Total the lines of the listing below that hold the word "String". Output nothing except that number.
-------- Material for this task --------
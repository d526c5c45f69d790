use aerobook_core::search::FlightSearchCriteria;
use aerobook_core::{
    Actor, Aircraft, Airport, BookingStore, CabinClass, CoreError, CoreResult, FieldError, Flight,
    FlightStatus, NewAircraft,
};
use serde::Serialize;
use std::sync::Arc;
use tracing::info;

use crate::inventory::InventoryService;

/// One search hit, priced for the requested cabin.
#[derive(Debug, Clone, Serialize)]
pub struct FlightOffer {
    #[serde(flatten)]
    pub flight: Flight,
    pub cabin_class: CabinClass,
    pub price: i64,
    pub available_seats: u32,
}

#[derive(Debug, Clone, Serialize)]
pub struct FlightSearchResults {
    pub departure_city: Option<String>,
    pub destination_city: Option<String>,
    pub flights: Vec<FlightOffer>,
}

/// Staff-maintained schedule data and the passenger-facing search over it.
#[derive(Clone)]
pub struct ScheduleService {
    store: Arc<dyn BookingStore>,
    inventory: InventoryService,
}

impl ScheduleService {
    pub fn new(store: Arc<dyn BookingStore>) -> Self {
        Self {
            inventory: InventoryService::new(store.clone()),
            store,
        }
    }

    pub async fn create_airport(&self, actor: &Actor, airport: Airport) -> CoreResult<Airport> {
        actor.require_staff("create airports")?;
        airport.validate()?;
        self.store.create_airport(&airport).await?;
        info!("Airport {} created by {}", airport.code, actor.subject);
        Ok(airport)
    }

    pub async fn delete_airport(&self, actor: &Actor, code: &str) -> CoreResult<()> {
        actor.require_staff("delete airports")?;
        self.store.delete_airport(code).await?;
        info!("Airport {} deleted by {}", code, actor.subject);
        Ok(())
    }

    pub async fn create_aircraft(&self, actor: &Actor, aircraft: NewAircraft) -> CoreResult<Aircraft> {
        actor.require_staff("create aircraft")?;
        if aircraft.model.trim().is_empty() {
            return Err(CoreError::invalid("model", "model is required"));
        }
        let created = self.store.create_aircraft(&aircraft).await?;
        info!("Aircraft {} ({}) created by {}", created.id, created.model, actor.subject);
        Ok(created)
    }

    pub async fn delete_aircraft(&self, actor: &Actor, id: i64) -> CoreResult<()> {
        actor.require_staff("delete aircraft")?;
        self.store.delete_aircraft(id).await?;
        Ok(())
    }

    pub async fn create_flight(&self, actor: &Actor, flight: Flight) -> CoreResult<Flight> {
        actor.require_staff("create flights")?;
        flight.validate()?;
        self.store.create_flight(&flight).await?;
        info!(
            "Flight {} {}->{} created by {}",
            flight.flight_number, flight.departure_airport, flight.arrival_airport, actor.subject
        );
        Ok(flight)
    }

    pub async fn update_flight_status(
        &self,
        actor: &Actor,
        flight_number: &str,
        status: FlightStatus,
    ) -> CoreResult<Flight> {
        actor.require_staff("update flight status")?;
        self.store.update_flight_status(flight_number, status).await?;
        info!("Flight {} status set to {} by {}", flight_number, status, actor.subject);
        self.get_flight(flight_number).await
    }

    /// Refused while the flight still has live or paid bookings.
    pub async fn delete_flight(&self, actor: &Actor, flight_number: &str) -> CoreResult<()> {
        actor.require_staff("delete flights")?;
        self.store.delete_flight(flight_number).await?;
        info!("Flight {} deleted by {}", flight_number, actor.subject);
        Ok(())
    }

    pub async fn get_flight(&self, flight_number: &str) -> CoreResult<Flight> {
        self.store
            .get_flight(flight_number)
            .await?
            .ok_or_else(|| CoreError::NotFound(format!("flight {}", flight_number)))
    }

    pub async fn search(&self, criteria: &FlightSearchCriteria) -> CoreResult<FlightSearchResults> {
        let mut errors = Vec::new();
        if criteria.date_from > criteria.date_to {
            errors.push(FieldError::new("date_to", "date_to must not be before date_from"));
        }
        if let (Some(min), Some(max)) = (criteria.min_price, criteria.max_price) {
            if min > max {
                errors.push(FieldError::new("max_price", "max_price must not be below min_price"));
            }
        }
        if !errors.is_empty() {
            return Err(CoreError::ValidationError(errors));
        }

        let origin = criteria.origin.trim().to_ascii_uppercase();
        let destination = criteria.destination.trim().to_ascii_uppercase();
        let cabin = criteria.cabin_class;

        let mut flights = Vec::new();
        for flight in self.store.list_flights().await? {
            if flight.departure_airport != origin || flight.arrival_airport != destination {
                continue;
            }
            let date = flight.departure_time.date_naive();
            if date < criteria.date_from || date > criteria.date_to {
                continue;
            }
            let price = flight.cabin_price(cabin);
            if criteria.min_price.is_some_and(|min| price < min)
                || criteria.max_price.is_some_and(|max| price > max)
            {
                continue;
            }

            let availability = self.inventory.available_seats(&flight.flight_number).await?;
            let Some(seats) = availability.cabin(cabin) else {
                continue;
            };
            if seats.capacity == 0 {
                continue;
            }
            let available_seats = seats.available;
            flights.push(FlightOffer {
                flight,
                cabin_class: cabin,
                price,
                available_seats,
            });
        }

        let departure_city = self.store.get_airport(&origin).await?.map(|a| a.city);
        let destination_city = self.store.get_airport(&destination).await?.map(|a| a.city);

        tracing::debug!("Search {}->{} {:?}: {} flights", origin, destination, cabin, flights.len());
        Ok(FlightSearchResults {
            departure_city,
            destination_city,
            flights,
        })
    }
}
--------
* [Task solution]: 2